In today’s cost-driven legal environment, almost all clients are demanding approaches to pricing and billing that limit or reduce legal expenses and key the value of the legal service they receive to its cost. This drive for cost control is routinely reflected in demands for discounted or capped fees. In addition, the trend away from time-based (i.e., hourly billing) fees and toward value-based (i.e., project/outcome-based) continues to accelerate, as clients strive to reduce legal costs, contain “outside legal spend,” and drive greater efficiency into their legal operations. Pricing agreements that are tied to value rather than time are referred to as “alternative fee arrangements,” or AFAs.

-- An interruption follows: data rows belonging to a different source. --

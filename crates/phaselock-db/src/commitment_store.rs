//! [`LedgerClient`] backed by the `commitments` table.
//!
//! Each digest is a primary key, so a repeated submission is detected by
//! the insert itself. Confirmation is an explicit update; a confirming
//! update is announced on the ledger event stream.

use chrono::{DateTime, Utc};
use sqlx::PgPool;
use tokio::sync::broadcast;
use tracing::{debug, info};
use uuid::Uuid;

use phaselock_ledger::{LedgerClient, LedgerError, LedgerEvent};
use phaselock_types::{Commitment, Digest, NodeId, TxRef};

use crate::error::DbError;

/// Capacity of the ledger event channel.
const EVENT_CHANNEL_CAPACITY: usize = 256;

/// A row from the `commitments` table.
#[derive(Debug, Clone, sqlx::FromRow)]
pub struct CommitmentRow {
    /// Lowercase hex of the digest.
    pub digest: String,
    /// Evolution count the digest was taken at.
    pub evolution_count: i64,
    /// Node that submitted it.
    pub node_id: Uuid,
    /// Transaction reference handed back on submission.
    pub tx_ref: String,
    /// Whether the digest has been confirmed.
    pub confirmed: bool,
    /// When the submission arrived.
    pub submitted_at: DateTime<Utc>,
    /// When it was confirmed.
    pub confirmed_at: Option<DateTime<Utc>>,
}

impl CommitmentRow {
    /// Decode into a [`Commitment`]. The row does not store a logical
    /// timestamp, so `timestamp_ns` is zero.
    pub fn into_commitment(self) -> Result<Commitment, DbError> {
        let digest = Digest::from_hex(&self.digest).map_err(|e| DbError::CorruptRow {
            table: "commitments",
            reason: format!("digest: {e}"),
        })?;
        let evolution_count =
            u64::try_from(self.evolution_count).map_err(|e| DbError::CorruptRow {
                table: "commitments",
                reason: format!("evolution_count: {e}"),
            })?;
        Ok(Commitment {
            digest,
            evolution_count,
            timestamp_ns: 0,
            confirmed: self.confirmed,
        })
    }
}

/// Commitment ledger stored in `PostgreSQL`.
pub struct PostgresLedger {
    pool: PgPool,
    node_id: NodeId,
    events: broadcast::Sender<LedgerEvent>,
}

impl PostgresLedger {
    /// Create a ledger writing rows tagged with `node_id`.
    pub fn new(pool: PgPool, node_id: NodeId) -> Self {
        let (events, _) = broadcast::channel(EVENT_CHANNEL_CAPACITY);
        Self {
            pool,
            node_id,
            events,
        }
    }

    /// The node this ledger submits for.
    pub const fn node_id(&self) -> NodeId {
        self.node_id
    }

    /// Mark `digest` confirmed and announce it.
    ///
    /// Returns `false` if it was already confirmed.
    ///
    /// # Errors
    ///
    /// Returns [`LedgerError::UnknownDigest`] if the digest was never
    /// submitted.
    pub async fn confirm(&self, digest: Digest) -> Result<bool, LedgerError> {
        let updated = sqlx::query(
            r"UPDATE commitments SET confirmed = TRUE, confirmed_at = NOW()
              WHERE digest = $1 AND NOT confirmed",
        )
        .bind(digest.to_hex())
        .execute(&self.pool)
        .await
        .map_err(DbError::from)?
        .rows_affected();

        if updated > 0 {
            // No receivers is fine: nobody is listening yet.
            let _ = self.events.send(LedgerEvent::ConsensusAchieved {
                digest,
                timestamp: Utc::now(),
            });
            info!(digest = %digest, "Commitment confirmed");
            return Ok(true);
        }
        if self.find(digest).await?.is_none() {
            return Err(LedgerError::UnknownDigest { digest });
        }
        Ok(false)
    }

    /// Look up the row for `digest`.
    ///
    /// # Errors
    ///
    /// Returns [`LedgerError::Backend`] if the query fails.
    pub async fn find(&self, digest: Digest) -> Result<Option<CommitmentRow>, LedgerError> {
        let row = sqlx::query_as::<_, CommitmentRow>(
            r"SELECT digest, evolution_count, node_id, tx_ref, confirmed, submitted_at, confirmed_at
              FROM commitments
              WHERE digest = $1",
        )
        .bind(digest.to_hex())
        .fetch_optional(&self.pool)
        .await
        .map_err(DbError::from)?;
        Ok(row)
    }

    /// Commitments from this node at or after `evolution_count`, oldest
    /// first.
    ///
    /// # Errors
    ///
    /// Returns [`DbError`] if the query fails or a row does not decode.
    pub async fn commitments_since(&self, evolution_count: u64) -> Result<Vec<Commitment>, DbError> {
        let from = i64::try_from(evolution_count).unwrap_or(i64::MAX);
        let rows = sqlx::query_as::<_, CommitmentRow>(
            r"SELECT digest, evolution_count, node_id, tx_ref, confirmed, submitted_at, confirmed_at
              FROM commitments
              WHERE node_id = $1 AND evolution_count >= $2
              ORDER BY evolution_count, submitted_at",
        )
        .bind(self.node_id.into_inner())
        .bind(from)
        .fetch_all(&self.pool)
        .await?;

        rows.into_iter().map(CommitmentRow::into_commitment).collect()
    }
}

impl LedgerClient for PostgresLedger {
    async fn submit_commitment(
        &self,
        digest: Digest,
        evolution_count: u64,
    ) -> Result<TxRef, LedgerError> {
        let tx_ref = TxRef(format!("pg-{}", Uuid::now_v7()));
        let count = i64::try_from(evolution_count).map_err(|_err| LedgerError::Rejected {
            reason: format!("evolution_count {evolution_count} exceeds BIGINT"),
        })?;

        let inserted = sqlx::query(
            r"INSERT INTO commitments (digest, evolution_count, node_id, tx_ref, confirmed, submitted_at)
              VALUES ($1, $2, $3, $4, FALSE, NOW())
              ON CONFLICT (digest) DO NOTHING",
        )
        .bind(digest.to_hex())
        .bind(count)
        .bind(self.node_id.into_inner())
        .bind(tx_ref.as_str())
        .execute(&self.pool)
        .await
        .map_err(DbError::from)?
        .rows_affected();

        if inserted == 0 {
            return Err(LedgerError::DuplicateDigest { digest });
        }
        debug!(digest = %digest, evolution_count, tx = %tx_ref, "Commitment stored");
        Ok(tx_ref)
    }

    async fn is_confirmed(&self, digest: Digest) -> Result<bool, LedgerError> {
        let confirmed: Option<bool> =
            sqlx::query_scalar(r"SELECT confirmed FROM commitments WHERE digest = $1")
                .bind(digest.to_hex())
                .fetch_optional(&self.pool)
                .await
                .map_err(DbError::from)?;
        Ok(confirmed.unwrap_or(false))
    }

    fn subscribe(&self) -> broadcast::Receiver<LedgerEvent> {
        self.events.subscribe()
    }
}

Client requests for AFAs are often linked RFPs requesting Legal Project Management. Although LPM provides efficiency benefits regardless of the type of fee arrangement between client and law firm, its value is particularly great where an Alternative Fee Arrangement (AFA) is being used. Under an AFA, the law firm can no longer pass its inefficiencies through to the client, so the law firm must operate efficiently in order to sustain profitability while maintaining undiminished service quality. In short, AFAs and LPM go hand-in-hand, and today’s firms must learn both disciplines in order to remain competitive.
Clients increasingly are turning to Requests for Proposal (RFPs) as their vehicle for selecting outside counsel, both for individual engagements and for entire tranches of work. Historically, the decision about whether to even respond to an RFP was left to the marketing department, and many firms also used their marketing departments to generate formulaic responses to formulaic RFPs using generic marketing materials and answers.
Today, clients’ RFPs questions are far more focused and far more demanding. Clients want RFP responses that describe relevant capabilities, experience, matter staffing, and LPM capabilities in detail. They expect well-reasoned, well-written bespoke RFP responses that address every issue and concern, and they will not reward bland, general or evasive responses with their business. Many clients are using “zero-based” RFPs to totally repopulate their panels of outside counsel, and often employ RFPs as part of convergence programs designed to reduce the number of outside firms the client employs.